Caspian deadlines

A major Caspian region oil export pipeline must be approved soon to keep exploration active, witnesses have told a US Senate foreign relations subcommittee.

Apr 20th, 2000

A major Caspian region oil export pipeline must be approved soon to keep exploration active, witnesses have told a US Senate foreign relations subcommittee.

John Wolf, US ambassador for Caspian energy issues, said that, unless governments approve terms soon, "It would be a stretch" to get a Baku-Tbilisi-Ceyhan oil export pipeline completed by 2004.

David Goldwyn, US assistant energy secretary for international affairs, said Caspian region reserves are comparable to those in the North Sea. The region has 16-32 billion bbl of reserves, he said, and the postulated resource could be as much as 186 billion bbl more-equal to a quarter of reserves in the Middle East.

"The Caspian region will never replace the Middle East as a primary source of supply, but it will limit the extent of the growth of world oil and gas dependence on the Middle East."

Goldwyn said that, since 1995, international oil companies have pledged to spend up to $90 billion in the Caspian region and so far have spent $5-10 billion.

Reserves needed

BP Amoco PLC is a 34% owner of the Azerbaijan International Operating Co., the major potential shipper on the oil export line to Ceyhan, Turkey.

Ralph Alexander, BP Amoco group exploration and production vice-president, said, as the pipeline is currently envisioned, companies must commit to shipping about 6 billion bbl.

"To this date, AIOC and the state oil company of Azerbaijan have approximately 4 billion bbl waiting for an export solution. Even if all the individual AIOC partners commit their oil to the pipeline, this is one-third short of the volumes required for the pipeline to work."

BP Amoco is working to get other producers and the governments to pledge more oil and "with multilateral lending institutions to find innovative ways to help finance the project."

Alexander said, "We are now at a critical juncture. The governments of Turkey, Georgia, and Azerbaijan have yet to finalize the agreements providing the legal and commercial terms for the pipeline (OGJ, Apr. 3, 2000, Newsletter).

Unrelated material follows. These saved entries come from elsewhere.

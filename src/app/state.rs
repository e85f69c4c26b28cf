//! Process-wide collar state behind a single lock.
//!
//! ```text
//!   sampler ── apply_motion() ───────┐
//!   button  ── cycle_display_mode() ─┼──▶ Mutex<CollarState> ── snapshot() ──▶ display
//!   network ── on_identity() ────────┘
//! ```
//!
//! Every mutation and the side effect that must observe it (status event,
//! buzzer pulse) happen inside one lock acquisition, so a reader never sees
//! a new motion state with a stale `since_us`. The buzzer pulse blocks
//! while the lock is held; pulses are rare and short.
//!
//! Poisoned locks are recovered.

use std::sync::atomic::{AtomicBool, Ordering};
use std::sync::{Mutex, MutexGuard, PoisonError};

use super::events::AppEvent;
use super::ports::{AlertPort, Clock, EventSink};
use crate::display::DisplayMode;
use crate::config::bounded;
use crate::leader::{LeaderAction, LeaderCoordinator, LeaderIdentity, LeaderUpdate};
use crate::motion::MotionState;

#[derive(Debug)]
struct CollarState {
    motion: MotionState,
    /// Monotonic time of the last motion transition (µs).
    since_us: u64,
    display_mode: DisplayMode,
    leader: LeaderCoordinator,
}

/// Consistent copy of the shared state, taken under the lock.
#[derive(Debug, Clone, PartialEq)]
pub struct Snapshot {
    pub motion: MotionState,
    pub since_us: u64,
    /// Time in `motion` as of the snapshot.
    pub elapsed_us: u64,
    pub display_mode: DisplayMode,
    pub leader: Option<LeaderIdentity>,
    pub is_leader: bool,
}

#[derive(Debug)]
pub struct SharedState {
    inner: Mutex<CollarState>,
    shutdown: AtomicBool,
}

impl SharedState {
    /// Start in `Sleep`, banner mode, no leader known.
    pub fn new(node_id: &str, now_us: u64) -> Self {
        Self {
            inner: Mutex::new(CollarState {
                motion: MotionState::default(),
                since_us: now_us,
                display_mode: DisplayMode::default(),
                leader: LeaderCoordinator::new(node_id),
            }),
            shutdown: AtomicBool::new(false),
        }
    }

    fn lock(&self) -> MutexGuard<'_, CollarState> {
        self.inner.lock().unwrap_or_else(PoisonError::into_inner)
    }

    // ── Motion ────────────────────────────────────────────────

    /// Record a classifier result. Identical results are no-ops; a change
    /// resets `since_us` and emits [`AppEvent::MotionChanged`] before the
    /// lock is released. Returns `true` on a transition.
    pub fn apply_motion(
        &self,
        next: MotionState,
        clock: &impl Clock,
        sink: &mut impl EventSink,
    ) -> bool {
        let mut st = self.lock();
        if st.motion == next {
            return false;
        }
        let now = clock.now_us();
        let elapsed_secs = now.saturating_sub(st.since_us) / 1_000_000;
        let from = st.motion;
        st.motion = next;
        st.since_us = now;
        sink.emit(&AppEvent::MotionChanged {
            from,
            to: next,
            elapsed_secs,
        });
        true
    }

    pub fn motion(&self) -> MotionState {
        self.lock().motion
    }

    pub fn snapshot(&self, now_us: u64) -> Snapshot {
        let st = self.lock();
        Snapshot {
            motion: st.motion,
            since_us: st.since_us,
            elapsed_us: now_us.saturating_sub(st.since_us),
            display_mode: st.display_mode,
            leader: st.leader.current().map(bounded),
            is_leader: st.leader.is_leader(),
        }
    }

    // ── Display mode ──────────────────────────────────────────

    /// Advance to the next display source and return it.
    pub fn cycle_display_mode(&self, sink: &mut impl EventSink) -> DisplayMode {
        let mut st = self.lock();
        st.display_mode = st.display_mode.next();
        sink.emit(&AppEvent::DisplayModeChanged(st.display_mode));
        st.display_mode
    }

    pub fn display_mode(&self) -> DisplayMode {
        self.lock().display_mode
    }

    // ── Leader ────────────────────────────────────────────────

    /// Feed one identity token to the coordinator and actuate under the lock.
    pub fn on_identity(
        &self,
        token: &str,
        alert: &mut impl AlertPort,
        sink: &mut impl EventSink,
    ) -> LeaderUpdate {
        let mut st = self.lock();
        let update = st.leader.on_identity(token);

        if update.leader_changed {
            if let Some(current) = st.leader.current() {
                sink.emit(&AppEvent::LeaderChanged {
                    previous: st.leader.previous().map(bounded),
                    current: bounded(current),
                });
            }
        }
        if update.designation_changed {
            sink.emit(&AppEvent::LeaderDesignated(st.leader.is_leader()));
        }

        match update.action {
            LeaderAction::Pulse(reason) => {
                alert.pulse();
                sink.emit(&AppEvent::AlertPulsed(reason));
            }
            LeaderAction::Silence => alert.silence(),
        }
        update
    }

    /// Set or clear the leader flag without an identity message.
    pub fn set_designated(&self, is_leader: bool, sink: &mut impl EventSink) {
        let mut st = self.lock();
        if st.leader.is_leader() != is_leader {
            st.leader.set_designated(is_leader);
            sink.emit(&AppEvent::LeaderDesignated(is_leader));
        }
    }

    pub fn is_leader(&self) -> bool {
        self.lock().leader.is_leader()
    }

    // ── Shutdown ──────────────────────────────────────────────

    /// Ask every worker loop to return at its next suspension point.
    pub fn request_shutdown(&self) {
        self.shutdown.store(true, Ordering::Release);
    }

    pub fn is_shutdown(&self) -> bool {
        self.shutdown.load(Ordering::Acquire)
    }
}
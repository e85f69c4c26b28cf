//! Fuzz target: identity datagrams → `LeaderCoordinator`
//!
//! Splits the input on `\n` into datagrams and feeds each through
//! `parse_identity` and the coordinator.
//!
//! Invariants checked:
//! - No panics under any byte sequence
//! - Parsed identities are non-empty and at most 40 bytes
//! - A follower never pulses on an unchanged identity
//!
//! cargo fuzz run fuzz_identity

#![no_main]

use catcollar::leader::{LeaderAction, LeaderCoordinator, MAX_IDENTITY_LEN, parse_identity};
use libfuzzer_sys::fuzz_target;

fuzz_target!(|data: &[u8]| {
    let mut c = LeaderCoordinator::new("node");
    for datagram in data.split(|b| *b == b'\n') {
        let Some(id) = parse_identity(datagram) else {
            continue;
        };
        assert!(!id.is_empty() && id.len() <= MAX_IDENTITY_LEN);

        let before = c.current().map(str::to_owned);
        let was_leader = c.is_leader();
        let update = c.on_identity(&id);
        if !was_leader && !c.is_leader() && before.as_deref() == Some(id.as_str()) {
            assert_eq!(update.action, LeaderAction::Silence);
        }
    }
});
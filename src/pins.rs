//! GPIO pin assignments for the collar board (ESP32 DevKit).
//!
//! | Signal      | GPIO | Notes                               |
//! |-------------|------|-------------------------------------|
//! | Mode button | 15   | Active-low, pulled up               |
//! | Buzzer      | 33   | Piezo driver, active-high           |
//! | I2C SCL     | 22   | ADXL343 + HT16K33 share the bus     |
//! | I2C SDA     | 23   |                                     |

// ── Inputs ────────────────────────────────────────────────────

pub const BUTTON_GPIO: i32 = 15;

// ── Outputs ───────────────────────────────────────────────────

pub const BUZZER_GPIO: i32 = 33;

// ── I2C master ────────────────────────────────────────────────

pub const I2C_SCL_GPIO: i32 = 22;
pub const I2C_SDA_GPIO: i32 = 23;
/// Standard-mode clock.
pub const I2C_FREQ_HZ: u32 = 100_000;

"So far, the delays in achieving an export solution have resulted in an approximate 6-month delay to the next phase of AIOC's project and production start-up. Investment in offshore field development and pipelines will not go forward until these agreements are finalized."

Next steps

Wolf said that, after the governments approve the terms, project sponsors will negotiate basic engineering and financial terms and launch an effort this summer to gain throughput commitments.

He predicted, "With the right tariff, sufficient barrels of oil will be pledged to make this line commercial."

Wolf said the "situation is more complicated" for the proposed Trans-Caspian Gas Pipeline (TCGP). A competing line to move Russian gas across the Black Sea to Turkey is being constructed.

Wolf said, "While the economic case for TCGP seems easily demonstrated, political differences [between Azerbaijan and Turkmenistan] have blocked forward movement.

"My sense is that the current TCGP consortium has an excellent offer on the table. Delay puts at risk the benefits that would accrue to all the parties involved."